1. Clinical trial readiness is front and center. A dedicated session asked directly: are we ready for CMT clinical trials? From biomarkers to outcome measures from wearables tracking gait and balance, the infrastructure to support drug development is being built right now.

2. Ignaseclant showed efficacy in CMT patients. Top-line safety and efficacy data from the Phase 2a SYNAPSE-CMT trial, which we previously highlighted in a webinar, were presented at the conference. Notably, secondary endpoints for hand strength and dexterity showed sustained improvement — a significant signal for a disease with no approved disease-modifying therapies.

3. Gene therapy for rare CMT subtypes is becoming a clinical reality. Two presentations focused on gene therapy for CMT2S/SMARD1, and what was once a distant horizon is now entering the clinic. Critically, the lessons learned from these programs will inform future gene therapy development across other CMT subtypes.
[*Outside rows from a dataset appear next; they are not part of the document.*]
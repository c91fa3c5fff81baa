//! Process logging and audit reports.
//!
//! Every query accumulates typed stage records in an append-only process
//! log with a single writer. Finalization seals the log together with an
//! audit report: sources, reasoning trace, hallucination assessment, and
//! a verification status bucketed from the hallucination score. Sealed
//! reports are immutable.

use chrono::{DateTime, Utc};
use serde::{Deserialize, Serialize};
use serde_json::Value;
use std::collections::HashMap;
use std::sync::Arc;
use tracing::warn;
use uuid::Uuid;

use crate::error::Result;
use crate::store::DocumentStore;

/// Stages a query moves through.
#[derive(Debug, Clone, Copy, PartialEq, Eq, Hash, Serialize, Deserialize)]
#[serde(rename_all = "SCREAMING_SNAKE_CASE")]
pub enum StageKind {
    Analysis,
    Planning,
    ToolExecution,
    Synthesis,
    Evaluation,
    Refinement,
    Finalization,
}

impl std::fmt::Display for StageKind {
    fn fmt(&self, f: &mut std::fmt::Formatter<'_>) -> std::fmt::Result {
        let s = match self {
            Self::Analysis => "ANALYSIS",
            Self::Planning => "PLANNING",
            Self::ToolExecution => "TOOL_EXECUTION",
            Self::Synthesis => "SYNTHESIS",
            Self::Evaluation => "EVALUATION",
            Self::Refinement => "REFINEMENT",
            Self::Finalization => "FINALIZATION",
        };
        write!(f, "{}", s)
    }
}

/// One typed record in the process log.
#[derive(Debug, Clone, Serialize, Deserialize)]
pub struct StageRecord {
    pub stage: StageKind,
    /// Human-readable description of what happened.
    pub content: String,
    /// Stage-specific payload (inputs redacted of secrets).
    #[serde(skip_serializing_if = "Option::is_none")]
    pub detail: Option<HashMap<String, Value>>,
    pub timestamp: DateTime<Utc>,
}

impl StageRecord {
    pub fn new(stage: StageKind, content: impl Into<String>) -> Self {
        Self {
            stage,
            content: content.into(),
            detail: None,
            timestamp: Utc::now(),
        }
    }

    pub fn with_detail(mut self, key: impl Into<String>, value: impl Into<Value>) -> Self {
        self.detail
            .get_or_insert_with(HashMap::new)
            .insert(key.into(), redact(value.into()));
        self
    }
}

/// A cited source inside an audit report.
#[derive(Debug, Clone, PartialEq, Serialize, Deserialize)]
pub struct SourceRef {
    pub document_id: Uuid,
    pub chunk_id: Uuid,
    pub filename: String,
    pub excerpt: String,
    pub score: f64,
}

/// How much of the answer is grounded in retrieved sources.
#[derive(Debug, Clone, Copy, PartialEq, Eq, Serialize, Deserialize)]
#[serde(rename_all = "snake_case")]
pub enum VerificationStatus {
    Verified,
    Partial,
    NotVerified,
    Unknown,
}

impl VerificationStatus {
    /// Bucket a 1-10 hallucination score (higher = less hallucination).
    pub fn from_hallucination(score: Option<f64>, verified_floor: f64, partial_floor: f64) -> Self {
        match score {
            Some(s) if s >= verified_floor => Self::Verified,
            Some(s) if s >= partial_floor => Self::Partial,
            Some(_) => Self::NotVerified,
            None => Self::Unknown,
        }
    }
}

/// Evaluator findings about hallucination.
#[derive(Debug, Clone, Default, Serialize, Deserialize)]
pub struct HallucinationAssessment {
    /// 1-10; higher means better grounded. Absent when evaluation never ran.
    pub score: Option<f64>,
    /// Spans the evaluator flagged as unsupported.
    #[serde(default)]
    pub flagged_spans: Vec<String>,
}

/// The sealed, immutable audit report of one query.
#[derive(Debug, Clone, Serialize, Deserialize)]
pub struct AuditReport {
    pub id: Uuid,
    pub sources: Vec<SourceRef>,
    pub reasoning_trace: Vec<String>,
    pub hallucination_assessment: HallucinationAssessment,
    pub verification_status: VerificationStatus,
    /// Stage that failed, when the query ended abnormally.
    #[serde(skip_serializing_if = "Option::is_none")]
    pub failed_stage: Option<String>,
}

/// Single-writer process log for one query.
pub struct ProcessLogger {
    id: Uuid,
    owner_id: Uuid,
    store: Arc<DocumentStore>,
    records: Vec<StageRecord>,
    sealed: bool,
}

impl ProcessLogger {
    /// Open a new log row for a query.
    pub async fn start(
        store: Arc<DocumentStore>,
        owner_id: Uuid,
        conversation_id: Option<Uuid>,
    ) -> Result<Self> {
        let id = Uuid::new_v4();
        store.create_process_log(id, owner_id, conversation_id).await?;
        Ok(Self {
            id,
            owner_id,
            store,
            records: Vec::new(),
            sealed: false,
        })
    }

    pub fn id(&self) -> Uuid {
        self.id
    }

    pub fn records(&self) -> &[StageRecord] {
        &self.records
    }

    /// Append a record. Ignored with a warning after sealing.
    pub fn append(&mut self, record: StageRecord) {
        if self.sealed {
            warn!(log_id = %self.id, "record appended after seal, dropped");
            return;
        }
        self.records.push(record);
    }

    /// Persist the current record array without sealing.
    pub async fn flush(&self) -> Result<()> {
        if self.sealed {
            return Ok(());
        }
        self.store
            .update_process_log(self.id, &serde_json::to_value(&self.records)?)
            .await
    }

    /// The reasoning trace derived from the records so far.
    pub fn reasoning_trace(&self) -> Vec<String> {
        self.records
            .iter()
            .map(|r| format!("{}: {}", r.stage, r.content))
            .collect()
    }

    /// Seal the log with its final report. The report becomes immutable.
    pub async fn seal(&mut self, report: &AuditReport) -> Result<()> {
        self.append(StageRecord::new(
            StageKind::Finalization,
            format!("sealed with status {:?}", report.verification_status),
        ));
        self.store
            .seal_process_log(
                self.id,
                &serde_json::to_value(&self.records)?,
                &serde_json::to_value(report)?,
            )
            .await?;
        self.sealed = true;
        Ok(())
    }

    pub fn owner_id(&self) -> Uuid {
        self.owner_id
    }
}

const SECRET_KEYS: [&str; 6] = [
    "api_key",
    "apikey",
    "token",
    "secret",
    "password",
    "authorization",
];

/// Replace values under secret-looking keys before anything lands in a
/// trace.
pub fn redact(value: Value) -> Value {
    match value {
        Value::Object(map) => Value::Object(
            map.into_iter()
                .map(|(key, value)| {
                    let lowered = key.to_ascii_lowercase();
                    if SECRET_KEYS.iter().any(|s| lowered.contains(s)) {
                        (key, Value::String("[redacted]".to_string()))
                    } else {
                        (key, redact(value))
                    }
                })
                .collect(),
        ),
        Value::Array(items) => Value::Array(items.into_iter().map(redact).collect()),
        other => other,
    }
}

#[cfg(test)]
mod tests {
    use super::*;
    use crate::testutil::memory_pool;
    use serde_json::json;

    async fn store() -> Arc<DocumentStore> {
        let store = Arc::new(DocumentStore::new(memory_pool("audit")));
        store.initialize().await.unwrap();
        store
    }

    #[tokio::test]
    async fn test_log_accumulates_and_seals() {
        let store = store().await;
        let owner = Uuid::new_v4();
        let mut logger = ProcessLogger::start(Arc::clone(&store), owner, None)
            .await
            .unwrap();

        logger.append(StageRecord::new(StageKind::Analysis, "simple query"));
        logger.append(
            StageRecord::new(StageKind::ToolExecution, "rag step")
                .with_detail("top_k", json!(5)),
        );
        logger.flush().await.unwrap();

        let report = AuditReport {
            id: logger.id(),
            sources: vec![],
            reasoning_trace: logger.reasoning_trace(),
            hallucination_assessment: HallucinationAssessment {
                score: Some(9.0),
                flagged_spans: vec![],
            },
            verification_status: VerificationStatus::Verified,
            failed_stage: None,
        };
        logger.seal(&report).await.unwrap();

        let stored = store.get_report(logger.id(), owner).await.unwrap();
        assert_eq!(stored["verification_status"], "verified");

        // Appends after seal are dropped.
        logger.append(StageRecord::new(StageKind::Analysis, "late"));
        assert!(logger
            .records()
            .iter()
            .all(|r| r.content != "late"));
    }

    #[tokio::test]
    async fn test_reasoning_trace_includes_every_stage() {
        let store = store().await;
        let mut logger = ProcessLogger::start(store, Uuid::new_v4(), None).await.unwrap();
        logger.append(StageRecord::new(StageKind::Analysis, "a"));
        logger.append(StageRecord::new(StageKind::Planning, "b"));
        let trace = logger.reasoning_trace();
        assert_eq!(trace, vec!["ANALYSIS: a", "PLANNING: b"]);
    }

    #[test]
    fn test_verification_bucketing() {
        let bucket = |s| VerificationStatus::from_hallucination(s, 8.0, 5.0);
        assert_eq!(bucket(Some(9.0)), VerificationStatus::Verified);
        assert_eq!(bucket(Some(8.0)), VerificationStatus::Verified);
        assert_eq!(bucket(Some(6.5)), VerificationStatus::Partial);
        assert_eq!(bucket(Some(2.0)), VerificationStatus::NotVerified);
        assert_eq!(bucket(None), VerificationStatus::Unknown);
    }

    #[test]
    fn test_redaction() {
        let input = json!({
            "query": "hello",
            "api_key": "sk-12345",
            "nested": {"Authorization": "Bearer abc", "safe": 1},
            "list": [{"password": "x"}]
        });
        let redacted = redact(input);
        assert_eq!(redacted["api_key"], "[redacted]");
        assert_eq!(redacted["nested"]["Authorization"], "[redacted]");
        assert_eq!(redacted["nested"]["safe"], 1);
        assert_eq!(redacted["list"][0]["password"], "[redacted]");
        assert_eq!(redacted["query"], "hello");
    }

    #[test]
    fn test_stage_record_detail_is_redacted() {
        let record = StageRecord::new(StageKind::ToolExecution, "call")
            .with_detail("input", json!({"token": "t", "q": "ok"}));
        let detail = record.detail.unwrap();
        assert_eq!(detail["input"]["token"], "[redacted]");
        assert_eq!(detail["input"]["q"], "ok");
    }
}
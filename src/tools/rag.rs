//! RAG retrieval tool.
//!
//! Thin tool-contract wrapper around the judge-driven retrieval loop.

use async_trait::async_trait;
use serde_json::{json, Value};
use std::sync::Arc;

use super::{Tool, ToolContext};
use crate::error::{Error, Result};
use crate::query::Retriever;

/// Retrieves permission-filtered context chunks for a query.
pub struct RagTool {
    retriever: Arc<Retriever>,
    default_top_k: usize,
}

impl RagTool {
    pub fn new(retriever: Arc<Retriever>, default_top_k: usize) -> Self {
        Self {
            retriever,
            default_top_k,
        }
    }
}

#[async_trait]
impl Tool for RagTool {
    fn name(&self) -> &'static str {
        "rag"
    }

    fn description(&self) -> &'static str {
        "Retrieves the most relevant document chunks the calling user may \
         read, iteratively refining the search."
    }

    fn input_schema(&self) -> Value {
        json!({
            "type": "object",
            "required": ["query"],
            "properties": {
                "query": {"type": "string"},
                "top_k": {"type": "integer"}
            }
        })
    }

    fn output_schema(&self) -> Value {
        json!({
            "type": "object",
            "required": ["chunks"],
            "properties": {
                "chunks": {"type": "array"},
                "iterations": {"type": "integer"},
                "queries": {"type": "array"}
            }
        })
    }

    async fn execute(&self, input: Value, ctx: &ToolContext) -> Result<Value> {
        let query = input["query"]
            .as_str()
            .filter(|q| !q.trim().is_empty())
            .ok_or_else(|| Error::validation("query", "must be a non-empty string"))?;
        let top_k = input["top_k"].as_u64().map_or(self.default_top_k, |k| k as usize);

        let outcome = self
            .retriever
            .retrieve(&ctx.user, query, top_k, &ctx.history)
            .await?;

        let chunks: Vec<Value> = outcome
            .chunks
            .iter()
            .map(|chunk| {
                json!({
                    "chunk_id": chunk.chunk_id,
                    "document_id": chunk.document_id,
                    "index": chunk.index,
                    "filename": chunk.filename,
                    "content": chunk.content,
                    "score": chunk.score,
                    "document_created_at": chunk.document_created_at,
                })
            })
            .collect();

        Ok(json!({
            "chunks": chunks,
            "iterations": outcome.iterations,
            "queries": outcome.queries,
            "dropped_chunk_ids": outcome.dropped_chunk_ids,
            "judge_consulted": outcome.judge_consulted,
        }))
    }
}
4. You can’t treat what you can’t measure. Wearable sensors, MRI biomarkers, and digital measures kept surfacing across sessions as essential to running trials that can actually demonstrate meaningful change. Better tools equal better trials. CMTRF recently invested in a project addressing this need specifically.

5. Patient advocacy is driving the science. The MDA Donavon Decker Community Impact in Research Award went to Allison Moore of the Hereditary Neuropathy Foundation — a powerful reminder that the CMT community’s voice is actively shaping the research agenda.